Mamba, SSM, and hybrid transformer models are an important path forward towards models that scale linearly with sequence length. vLLM currently supports many models of this class ([Jamba](https://github.com/vllm-project/vllm/pull/4115), [Mamba](https://github.com/vllm-project/vllm/pull/6484), [Codestral Mamba](https://github.com/vllm-project/vllm/pull/9292), [Falcon Mamba](https://github.com/vllm-project/vllm/pull/9325), [Bamba](https://github.com/vllm-project/vllm/pull/10909), [Zamba2](https://github.com/vllm-project/vllm/pull/13185), [MinimaxText01](https://github.com/vllm-project/vllm/pull/13454), [Plamo2](https://github.com/vllm-project/vllm/pull/14323)), and should continue to maintain excellent support for these models.

**The Problem**
SSM model generally are less-well supported than transformers in vLLM, and have several deficiencies.
This RFC proposes several improvements (some already in progress) to SSM models, and additionally will serve as an issue tracker.

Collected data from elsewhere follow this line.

//! Connection lifecycle: room addressing and the reconnect state machine.
//!
//! [`ConnectionMachine`] is a plain, synchronous state machine. It owns no
//! socket and no timers; it decides what should happen next and the session
//! loop in [`client`](crate::client) carries it out. Keeping the decisions
//! here makes every transition testable without a runtime.
//!
//! ```text
//! Disconnected ──connect──▶ Connecting ──open──▶ Open ──close──▶ Closed
//!                               ▲                                  │
//!                               └──── abnormal close, budget left ─┘
//! ```
//!
//! `Closed` is terminal after a clean close, after the retry budget is spent,
//! or when the transport is unsupported.

use std::fmt;
use std::time::Duration;

use tracing::{debug, info, warn};

use crate::error::{PartyError, Result};
use crate::sink::ConnectionStatus;
use crate::transport::CloseCode;

/// Default cap on automatic reconnect attempts per session.
pub const DEFAULT_MAX_RECONNECT_ATTEMPTS: u32 = 5;

/// Default fixed delay before each reconnect attempt.
pub const DEFAULT_RECONNECT_DELAY: Duration = Duration::from_secs(2);

// ── Room addressing ─────────────────────────────────────────────────

/// The game room this session is scoped to.
#[derive(Debug, Clone, PartialEq, Eq, Hash)]
pub struct RoomId(String);

impl RoomId {
    /// Use `id` verbatim as the room identifier.
    ///
    /// # Errors
    ///
    /// Returns [`PartyError::InvalidRoom`] if `id` is empty or contains `/`.
    pub fn new(id: impl Into<String>) -> Result<Self> {
        let id = id.into();
        if id.is_empty() || id.contains('/') {
            return Err(PartyError::InvalidRoom(id));
        }
        Ok(Self(id))
    }

    /// Derive the room from the final segment of a page path, e.g.
    /// `/game/blue-otter` → `blue-otter`.
    ///
    /// # Errors
    ///
    /// Returns [`PartyError::InvalidRoom`] if the final segment is empty
    /// (an empty path or one ending in `/`).
    pub fn from_path(path: &str) -> Result<Self> {
        match path.rsplit('/').next() {
            Some(segment) if !segment.is_empty() => Ok(Self(segment.to_owned())),
            _ => Err(PartyError::InvalidRoom(path.to_owned())),
        }
    }

    pub fn as_str(&self) -> &str {
        &self.0
    }
}

impl fmt::Display for RoomId {
    fn fmt(&self, f: &mut fmt::Formatter<'_>) -> fmt::Result {
        f.write_str(&self.0)
    }
}

/// The room-scoped socket endpoint: `ws://<host>/ws/<room>`.
pub fn endpoint(host: &str, room: &RoomId) -> String {
    format!("ws://{host}/ws/{room}")
}

// ── State ───────────────────────────────────────────────────────────

/// Lifecycle state of the single logical connection.
#[derive(Debug, Clone, Copy, PartialEq, Eq, Default)]
#[repr(u8)]
pub enum ConnectionState {
    #[default]
    Disconnected = 0,
    Connecting = 1,
    Open = 2,
    Closed = 3,
}

impl ConnectionState {
    pub(crate) fn from_u8(raw: u8) -> Self {
        match raw {
            1 => Self::Connecting,
            2 => Self::Open,
            3 => Self::Closed,
            _ => Self::Disconnected,
        }
    }
}

/// Reconnect attempts made since session start.
///
/// Never reset by a successful open: the budget applies to the whole
/// session, not to each outage.
#[derive(Debug, Clone, Copy, PartialEq, Eq)]
pub struct RetryCounter {
    count: u32,
    cap: u32,
}

impl RetryCounter {
    pub fn new(cap: u32) -> Self {
        Self { count: 0, cap }
    }

    pub fn count(&self) -> u32 {
        self.count
    }

    pub fn is_exhausted(&self) -> bool {
        self.count >= self.cap
    }

    /// Spend one attempt, returning its 1-based number, or `None` once the
    /// cap is reached.
    pub fn try_increment(&mut self) -> Option<u32> {
        if self.is_exhausted() {
            return None;
        }
        self.count += 1;
        Some(self.count)
    }
}

/// How the session recovers from abnormal closes.
#[derive(Debug, Clone, Copy, PartialEq, Eq)]
pub struct ReconnectPolicy {
    pub max_attempts: u32,
    /// Fixed; there is no backoff growth.
    pub delay: Duration,
}

impl Default for ReconnectPolicy {
    fn default() -> Self {
        Self {
            max_attempts: DEFAULT_MAX_RECONNECT_ATTEMPTS,
            delay: DEFAULT_RECONNECT_DELAY,
        }
    }
}

/// Why a closed connection will not be retried.
#[derive(Debug, Clone, Copy, PartialEq, Eq)]
pub enum TerminalReason {
    /// The peer closed with a non-abnormal code.
    CleanClose(CloseCode),
    /// An abnormal close arrived with no retry budget left.
    RetriesExhausted,
}

/// What the session loop must do after a close.
#[derive(Debug, Clone, Copy, PartialEq, Eq)]
pub enum CloseOutcome {
    /// Schedule a connect after `delay`.
    Reconnect { attempt: u32, delay: Duration },
    /// Stay closed; the user has to reload to recover.
    Terminal(TerminalReason),
}

// ── Machine ─────────────────────────────────────────────────────────

/// The Connection Manager's decision logic.
#[derive(Debug, Clone)]
pub struct ConnectionMachine {
    state: ConnectionState,
    /// A socket handle exists (pending or open) and has not been cleared.
    socket_live: bool,
    unsupported: bool,
    retries: RetryCounter,
    delay: Duration,
}

impl ConnectionMachine {
    pub fn new(policy: ReconnectPolicy) -> Self {
        Self {
            state: ConnectionState::Disconnected,
            socket_live: false,
            unsupported: false,
            retries: RetryCounter::new(policy.max_attempts),
            delay: policy.delay,
        }
    }

    pub fn state(&self) -> ConnectionState {
        self.state
    }

    pub fn retries(&self) -> RetryCounter {
        self.retries
    }

    /// Whether a socket handle is currently held.
    pub fn has_socket(&self) -> bool {
        self.socket_live
    }

    /// Claim the socket slot for a new connection attempt.
    ///
    /// Returns `false` (a no-op) while a socket is pending or open, and
    /// forever after the transport was found unsupported.
    pub fn begin_connect(&mut self) -> bool {
        if self.unsupported {
            debug!("connect ignored: transport unsupported");
            return false;
        }
        if self.socket_live {
            debug!(state = ?self.state, "connect ignored: socket already live");
            return false;
        }
        self.socket_live = true;
        self.state = ConnectionState::Connecting;
        true
    }

    pub fn on_open(&mut self) -> ConnectionStatus {
        info!(retries = self.retries.count(), "connection open");
        self.state = ConnectionState::Open;
        ConnectionStatus::Connected
    }

    /// Errors only report; the close that follows drives the state.
    pub fn on_error(&mut self, reason: &str) -> ConnectionStatus {
        warn!(state = ?self.state, "transport error: {reason}");
        ConnectionStatus::Error
    }

    /// Clear the socket and decide whether to reconnect.
    pub fn on_close(&mut self, code: CloseCode) -> CloseOutcome {
        info!(%code, "connection closed");
        self.state = ConnectionState::Closed;
        self.socket_live = false;

        if !code.is_abnormal() {
            return CloseOutcome::Terminal(TerminalReason::CleanClose(code));
        }
        match self.retries.try_increment() {
            Some(attempt) => {
                debug!(attempt, delay = ?self.delay, "scheduling reconnect");
                CloseOutcome::Reconnect {
                    attempt,
                    delay: self.delay,
                }
            }
            None => {
                warn!(
                    attempts = self.retries.count(),
                    "reconnect budget exhausted; staying closed"
                );
                CloseOutcome::Terminal(TerminalReason::RetriesExhausted)
            }
        }
    }

    /// The environment cannot provide the transport. Permanent.
    pub fn on_unsupported(&mut self, reason: &str) -> ConnectionStatus {
        warn!("transport unsupported: {reason}");
        self.unsupported = true;
        self.socket_live = false;
        self.state = ConnectionState::Closed;
        ConnectionStatus::Unsupported
    }
}

impl Default for ConnectionMachine {
    fn default() -> Self {
        Self::new(ReconnectPolicy::default())
    }
}

#[cfg(test)]
#[allow(
    clippy::unwrap_used,
    clippy::expect_used,
    clippy::panic,
    clippy::todo,
    clippy::unimplemented,
    clippy::indexing_slicing
)]
mod tests {
    use super::*;

    #[test]
    fn room_from_last_path_segment() {
        assert_eq!(RoomId::from_path("/game/blue-otter").unwrap().as_str(), "blue-otter");
        assert_eq!(RoomId::from_path("lobby").unwrap().as_str(), "lobby");
    }

    #[test]
    fn room_rejects_empty_segment() {
        assert!(matches!(RoomId::from_path("/game/"), Err(PartyError::InvalidRoom(_))));
        assert!(matches!(RoomId::from_path(""), Err(PartyError::InvalidRoom(_))));
        assert!(RoomId::new("a/b").is_err());
    }

    #[test]
    fn endpoint_is_room_scoped() {
        let room = RoomId::new("abc").unwrap();
        assert_eq!(endpoint("localhost:8080", &room), "ws://localhost:8080/ws/abc");
    }

    #[test]
    fn initial_state_is_disconnected() {
        let machine = ConnectionMachine::default();
        assert_eq!(machine.state(), ConnectionState::Disconnected);
        assert!(!machine.has_socket());
        assert_eq!(machine.retries().count(), 0);
    }

    #[test]
    fn second_connect_while_pending_or_open_is_noop() {
        let mut machine = ConnectionMachine::default();
        assert!(machine.begin_connect());
        assert!(!machine.begin_connect());
        assert_eq!(machine.state(), ConnectionState::Connecting);

        machine.on_open();
        assert!(!machine.begin_connect());
        assert_eq!(machine.state(), ConnectionState::Open);
    }

    #[test]
    fn error_does_not_change_state() {
        let mut machine = ConnectionMachine::default();
        machine.begin_connect();
        machine.on_open();
        assert_eq!(machine.on_error("reset"), ConnectionStatus::Error);
        assert_eq!(machine.state(), ConnectionState::Open);
        assert!(machine.has_socket());
    }

    #[test]
    fn six_abnormal_closes_schedule_exactly_five_reconnects() {
        let mut machine = ConnectionMachine::default();
        let mut scheduled = Vec::new();

        for _ in 0..6 {
            assert!(machine.begin_connect());
            if let CloseOutcome::Reconnect { attempt, delay } = machine.on_close(CloseCode::ABNORMAL)
            {
                assert_eq!(delay, Duration::from_secs(2));
                scheduled.push(attempt);
            }
        }

        assert_eq!(scheduled, vec![1, 2, 3, 4, 5]);
        assert_eq!(machine.retries().count(), 5);
        assert!(machine.retries().is_exhausted());
        assert_eq!(
            machine.on_close(CloseCode::ABNORMAL),
            CloseOutcome::Terminal(TerminalReason::RetriesExhausted)
        );
    }

    #[test]
    fn successful_open_does_not_reset_budget() {
        let mut machine = ConnectionMachine::default();
        for _ in 0..5 {
            machine.begin_connect();
            machine.on_open();
            assert!(matches!(
                machine.on_close(CloseCode::ABNORMAL),
                CloseOutcome::Reconnect { .. }
            ));
        }
        machine.begin_connect();
        machine.on_open();
        assert_eq!(
            machine.on_close(CloseCode::ABNORMAL),
            CloseOutcome::Terminal(TerminalReason::RetriesExhausted)
        );
    }

    #[test]
    fn clean_close_never_reconnects() {
        for retries_spent in 0..=5 {
            let mut machine = ConnectionMachine::default();
            for _ in 0..retries_spent {
                machine.begin_connect();
                machine.on_close(CloseCode::ABNORMAL);
            }
            machine.begin_connect();
            for code in [CloseCode::NORMAL, CloseCode::GOING_AWAY, CloseCode(4000)] {
                assert_eq!(
                    machine.on_close(code),
                    CloseOutcome::Terminal(TerminalReason::CleanClose(code))
                );
            }
            assert_eq!(machine.retries().count(), retries_spent);
        }
    }

    #[test]
    fn close_clears_socket_handle() {
        let mut machine = ConnectionMachine::default();
        machine.begin_connect();
        machine.on_close(CloseCode::NORMAL);
        assert_eq!(machine.state(), ConnectionState::Closed);
        assert!(!machine.has_socket());
        // A manual connect after a terminal close is allowed.
        assert!(machine.begin_connect());
    }

    #[test]
    fn unsupported_is_permanent() {
        let mut machine = ConnectionMachine::default();
        machine.begin_connect();
        assert_eq!(machine.on_unsupported("no sockets"), ConnectionStatus::Unsupported);
        assert_eq!(machine.state(), ConnectionState::Closed);
        assert!(!machine.begin_connect());
        assert_eq!(machine.retries().count(), 0);
    }

    #[test]
    fn custom_policy_is_honoured() {
        let mut machine = ConnectionMachine::new(ReconnectPolicy {
            max_attempts: 1,
            delay: Duration::from_millis(10),
        });
        machine.begin_connect();
        assert_eq!(
            machine.on_close(CloseCode::ABNORMAL),
            CloseOutcome::Reconnect {
                attempt: 1,
                delay: Duration::from_millis(10)
            }
        );
        machine.begin_connect();
        assert!(matches!(
            machine.on_close(CloseCode::ABNORMAL),
            CloseOutcome::Terminal(_)
        ));
    }

    #[test]
    fn state_round_trips_through_u8() {
        for state in [
            ConnectionState::Disconnected,
            ConnectionState::Connecting,
            ConnectionState::Open,
            ConnectionState::Closed,
        ] {
            assert_eq!(ConnectionState::from_u8(state as u8), state);
        }
    }
}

The major issue is that SSM models not supported in vLLM V1, and should be supported before V0 is deprecated.
In addition:
* [SSM state management](https://github.com/vllm-project/vllm/blob/05e1fbfc52ca575e6539de63dbb5fab929683162/vllm/model_executor/models/constant_size_cache.py) is a little hacky and is managed by the model definition.
* Since the SSM state is not managed by the block manager, SSM models are incompatible with prefix caching, KV cache offloading, and prefill-decode disaggregation.
* There are major performance issues with chunked prefill.

### Proposed Change.

**Blockers for SSM and hybrid model support vLLM V1**
- [x] Hybrid Allocator: https://github.com/vllm-project/vllm/issues/11382 (initial work is targeted towards sliding-window attention)
- [ ] Once the hybrid allocator is landed, extend it to support SSM and hybrid models
- [ ] torch.compile support (needed for piecewise CUDA graphs)

**Other improvements**
- [ ] Extend Mamba support beyond CUDA GPUs
- [x] Improve performance for chunked prefill
    - [x] https://github.com/vllm-project/vllm/pull/16942
    - [x] https://github.com/vllm-project/vllm/pull/17146
- [ ] Support quantization + tensor parallel in Mamba2 https://github.com/vllm-project/vllm/issues/14618

### Feedback Period.

_No response_

### CC List.

@fabianlim @cyang49 @mzusman @yury-tokpanov 

### Any Other Things.

_No response_

### Before submitting a new issue...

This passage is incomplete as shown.